[MD] still going?

david dmbuchanan at hotmail.com
Sun Jan 31 08:39:11 PST 2016


Adrie Kintziger said to john carl:


...It is true that i defended the case that James and Royce were in fact enemy's but irl de facto friends. My point of view was partially derived from the stanford entry about Royce (http://plato.stanford.edu/entries/royce/) and after some investigation on this page, the Gifford lectures given by Royce as "the world and the individual", and subsequently thereafter William James "the variaties of religious experience" - as the lead on the stanford page suggested i took the effort to compare the two views, and i had to agree with the remarks on the stanford page under the header "life", if you want/like to find them. I did not invent my point. I honestly found that the narrator was very correct in his analysis.



dmb says:

The Stanford Encyclopedia is considered to be among the most credible academic sources, right up there with philosophy Journals and University books. And there are many good reasons to draw the conclusion that James and Royce had very different views. It's utterly contemptible to dismiss SEP as if it were just some guy's opinion or to dismiss the basic facts for being the result of "a wrong-headed academic bias".  This is just the commonly heard anti-intellectual attitude that says "my ignorance is just as good as your knowledge". "For some reason," John says, "I didn't fit in
with the Stanford Encyclopedia of Dogmatic Authority, and so not worthy of further discussion or interest" and, he says, "I was ignored and vilified as a troll". 

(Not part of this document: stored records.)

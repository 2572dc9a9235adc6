//! # College Alerter
//!
//! A menu-driven console college portal. Users register and log in, then
//! land on a dashboard chosen by their role:
//!
//! - **Students** view events, attendance and results, and submit complaints
//!   and leave notices.
//! - **Teachers** view meetings, simulate result uploads, take attendance and
//!   read the complaints and leave notices students have submitted.
//! - **Non-teaching staff** get a placeholder screen.
//!
//! All state lives in memory for a single run. The process is
//! single-threaded and every screen blocks on console input.
//!
//! ## Architecture
//!
//! ```text
//! crates/
//! ├── alerter-core/     # AppError, Console seam, menu input readers
//! ├── alerter-config/   # AppConfig from environment variables
//! ├── alerter-db/       # In-memory append-only record store
//! └── alerter-models/   # User/Role, Complaint, LeaveNotice, attendance
//! src/
//! ├── cli/              # Command-line flags and demo-account seeder
//! ├── modules/          # Feature modules
//! │   ├── auth/        # Registration and login
//! │   ├── students/    # Student dashboard
//! │   ├── teachers/    # Teacher dashboard
//! │   └── staff/       # Non-teaching staff screen
//! ├── logging.rs        # tracing subscriber setup
//! ├── router.rs         # Main menu and role dispatch
//! └── state.rs          # Application state owned by the main loop
//! ```
//!
//! Each feature module follows a consistent structure:
//!
//! - `mod.rs`: Module exports
//! - `controller.rs`: Console screens and menu loops
//! - `service.rs`: Business logic against the store
//! - `model.rs`: Request types and menu choices
//!
//! ## Demo accounts
//!
//! | Email | Password | Role |
//! |-------|----------|------|
//! | `student@test.com` | `pass123` | Student (S1001) |
//! | `student2@test.com` | `pass123` | Student (S1002) |
//! | `teacher@test.com` | `pass456` | Teacher (Professor) |
//! | `staff@test.com` | `pass789` | Staff (Librarian) |
//!
//! Disable them with `--no-demo-users` or `ALERTER_DEMO_USERS=false`.

pub mod cli;
pub mod logging;
pub mod modules;
pub mod router;
pub mod state;

// Re-export workspace crates for convenience
pub use alerter_config;
pub use alerter_core;
pub use alerter_db;
pub use alerter_models;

William James said that he and Royce loved each other like "Siamese twins," but it's also true that they were opposed philosophically and that James said he wanted to destroy the absolute, wanted its "scalp". Royce was an advocate of Idealism and Monism while James was a Pluralist and a Radical Empiricist. James spells out the difference is one of his essays on Radical Empiricism, a piece called "Absolutism and Empiricism," and the life-long debate between the two men is somewhat famously known as "the battle of the Absolute". 


"James abused Hegel merrily," his biography says. 'Of all mental turpitude and rottennesses,' he thought, Hegelianism takes the cake. 'The worst of it is,' James told Hall, it makes an absolute sterility where it comes.' James wrote Royce in February 1880, groaning that 'my ignorant prejudice against all Hegelians except Hegel himself grows wusser and wusser. Their Sacerdotal airs! And their sterility!' ...He told Xenos Clark in December 1880, 'The Hegelian wave which seems to me only another desperate attempt to make a short cut to paradise, is deluging the College this year and will, if I am not mistake, completely sterilize its votaries'. ...He added his by now reflexist reaction to Hegel ('fundamentally rotten and charlatanish'), but went on to concede that 'as a reaction against materialistic evolutionism it has a use, only this evolution is is fertile while Hegelism is absolutely sterile'." -- Robert Richardson, William James in the Maelstrom of American Modernism, page 214. 


There are some points in common, of course, but these are very different visions, from different schools of philosophy, held by people with very different temperaments. I see no good reason to pretend they are similar or compatible and l see lots of good reasons for being clear about the distinctions between them. Otherwise it's just the philosophical version of pounding a square peg into a round hole. You're only going to damage one or both of them in the effort. It's wreckless vandalism and if John feels persecuted by this obvious criticism, then he has a problem that cannot be solved by anyone but him.